Return, from the lines below, each one that includes the word "TypeChecker".

- Stored data
---*---

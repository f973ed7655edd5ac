//! Compiler driver: one backend invocation per compilation unit.

use std::sync::Arc;
use std::time::Duration;

use async_trait::async_trait;

use super::builtin::BuiltinChecker;
use super::tsc::TscBackend;
use super::types::{RawDiagnostic, Severity};
use crate::assemble::CompilationUnit;
use crate::error::Result;
use crate::profile::{BackendKind, CompilerProfile};

/// A type-checking backend.
///
/// Implementations must not keep state between calls: every unit is
/// checked in isolation.
#[async_trait]
pub trait TypeChecker: Send + Sync {
    /// Short backend name for logs and errors.
    fn name(&self) -> &'static str;

    /// Version of the underlying compiler. Part of the cache fingerprint, so
    /// an upgrade re-checks every unit.
    fn version(&self) -> String {
        self.name().to_string()
    }

    /// Type-check a unit's full source (preamble + body).
    ///
    /// Returns unit-local diagnostics; an empty list means the unit is clean.
    async fn check(&self, unit: &CompilationUnit, profile: &CompilerProfile) -> Result<Vec<RawDiagnostic>>;
}

/// Result of submitting a unit to the driver.
#[derive(Debug, Clone, PartialEq, Eq)]
pub enum CheckOutcome {
    /// The backend ran to completion. Safe to cache.
    Completed(Vec<RawDiagnostic>),
    /// Backend crash or a rejected preamble.
    Failed(String),
    /// The check exceeded the per-unit timeout.
    TimedOut(Duration),
}

/// Runs units through the configured backend under a profile.
#[derive(Clone)]
pub struct CompilerDriver {
    backend: Arc<dyn TypeChecker>,
    profile: Arc<CompilerProfile>,
}

impl CompilerDriver {
    /// Create a driver with an explicit backend.
    pub fn new(backend: Arc<dyn TypeChecker>, profile: Arc<CompilerProfile>) -> Self {
        Self { backend, profile }
    }

    /// Create a driver for the backend the profile selects.
    ///
    /// Fails when the `tsc` backend is selected but no compiler can be found.
    pub fn from_profile(profile: Arc<CompilerProfile>) -> Result<Self> {
        let backend: Arc<dyn TypeChecker> = match profile.backend {
            BackendKind::Builtin => Arc::new(BuiltinChecker::new()),
            BackendKind::Tsc => Arc::new(TscBackend::locate(profile.tsc_path.as_deref())?),
        };
        tracing::debug!("Using '{}' backend", backend.name());
        Ok(Self::new(backend, profile))
    }

    pub fn backend_name(&self) -> &'static str {
        self.backend.name()
    }

    pub fn backend_version(&self) -> String {
        self.backend.version()
    }

    pub fn profile(&self) -> &CompilerProfile {
        &self.profile
    }

    /// Check one unit, bounded by the profile timeout.
    pub async fn check_unit(&self, unit: &CompilationUnit) -> CheckOutcome {
        let limit = self.profile.timeout();
        let result = tokio::time::timeout(limit, self.backend.check(unit, &self.profile)).await;

        match result {
            Err(_) => {
                tracing::warn!("{} timed out after {:?}", unit.id, limit);
                CheckOutcome::TimedOut(limit)
            }
            Ok(Err(e)) => {
                tracing::error!("{}: {}", unit.id, e);
                CheckOutcome::Failed(e.to_string())
            }
            Ok(Ok(raw)) => {
                let rejected = raw
                    .iter()
                    .find(|d| d.severity == Severity::Error && unit.in_preamble(d.line));
                if let Some(d) = rejected {
                    tracing::error!(
                        "{}: '{}' rejected the preamble at line {}: {}",
                        unit.id,
                        self.backend.name(),
                        d.line,
                        d.message
                    );
                    return CheckOutcome::Failed(format!(
                        "preamble rejected at line {}: {}",
                        d.line, d.message
                    ));
                }
                CheckOutcome::Completed(raw)
            }
        }
    }
}

#[cfg(test)]
mod tests {
    use super::*;
    use crate::assemble::Assembler;
    use crate::corpus::Document;
    use crate::error::Error;

    struct FixedChecker(Vec<RawDiagnostic>);

    #[async_trait]
    impl TypeChecker for FixedChecker {
        fn name(&self) -> &'static str {
            "fixed"
        }

        async fn check(&self, _: &CompilationUnit, _: &CompilerProfile) -> Result<Vec<RawDiagnostic>> {
            Ok(self.0.clone())
        }
    }

    struct FailingChecker;

    #[async_trait]
    impl TypeChecker for FailingChecker {
        fn name(&self) -> &'static str {
            "failing"
        }

        async fn check(&self, _: &CompilationUnit, _: &CompilerProfile) -> Result<Vec<RawDiagnostic>> {
            Err(Error::Backend {
                backend: "failing".into(),
                message: "crashed".into(),
            })
        }
    }

    struct SlowChecker;

    #[async_trait]
    impl TypeChecker for SlowChecker {
        fn name(&self) -> &'static str {
            "slow"
        }

        async fn check(&self, _: &CompilationUnit, _: &CompilerProfile) -> Result<Vec<RawDiagnostic>> {
            tokio::time::sleep(Duration::from_secs(60)).await;
            Ok(Vec::new())
        }
    }

    fn unit_with_preamble() -> CompilationUnit {
        let assembler = Assembler::new(&CompilerProfile::default()).unwrap();
        let doc = assembler.assemble(&Document::new("a.md", "```ts\nconsole.log(x);\n```\n"));
        doc.units[0].clone()
    }

    fn driver(backend: impl TypeChecker + 'static, profile: CompilerProfile) -> CompilerDriver {
        CompilerDriver::new(Arc::new(backend), Arc::new(profile))
    }

    #[tokio::test]
    async fn test_completed() {
        let unit = unit_with_preamble();
        let raw = vec![RawDiagnostic::error(2, 13, "TS2304", "Cannot find name 'x'.")];
        let outcome = driver(FixedChecker(raw.clone()), CompilerProfile::default())
            .check_unit(&unit)
            .await;
        assert_eq!(outcome, CheckOutcome::Completed(raw));
    }

    #[tokio::test]
    async fn test_preamble_error_fails_unit() {
        let unit = unit_with_preamble();
        let raw = vec![RawDiagnostic::error(1, 15, "TS2451", "Cannot redeclare block-scoped variable 'console'.")];
        let outcome = driver(FixedChecker(raw), CompilerProfile::default())
            .check_unit(&unit)
            .await;
        assert!(matches!(outcome, CheckOutcome::Failed(msg) if msg.contains("preamble")));
    }

    #[tokio::test]
    async fn test_backend_failure() {
        let unit = unit_with_preamble();
        let outcome = driver(FailingChecker, CompilerProfile::default())
            .check_unit(&unit)
            .await;
        assert!(matches!(outcome, CheckOutcome::Failed(msg) if msg.contains("crashed")));
    }

    #[tokio::test(start_paused = true)]
    async fn test_timeout() {
        let unit = unit_with_preamble();
        let profile = CompilerProfile {
            timeout_ms: 50,
            ..CompilerProfile::default()
        };
        let outcome = driver(SlowChecker, profile).check_unit(&unit).await;
        assert_eq!(outcome, CheckOutcome::TimedOut(Duration::from_millis(50)));
    }
}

---*---

- EXERCISE SOLUTION
pub trait TypeChecker: Send + Sync {
    backend: Arc<dyn TypeChecker>,
    pub fn new(backend: Arc<dyn TypeChecker>, profile: Arc<CompilerProfile>) -> Self {
        let backend: Arc<dyn TypeChecker> = match profile.backend {
    impl TypeChecker for FixedChecker {
    impl TypeChecker for FailingChecker {
    impl TypeChecker for SlowChecker {
    fn driver(backend: impl TypeChecker + 'static, profile: CompilerProfile) -> CompilerDriver {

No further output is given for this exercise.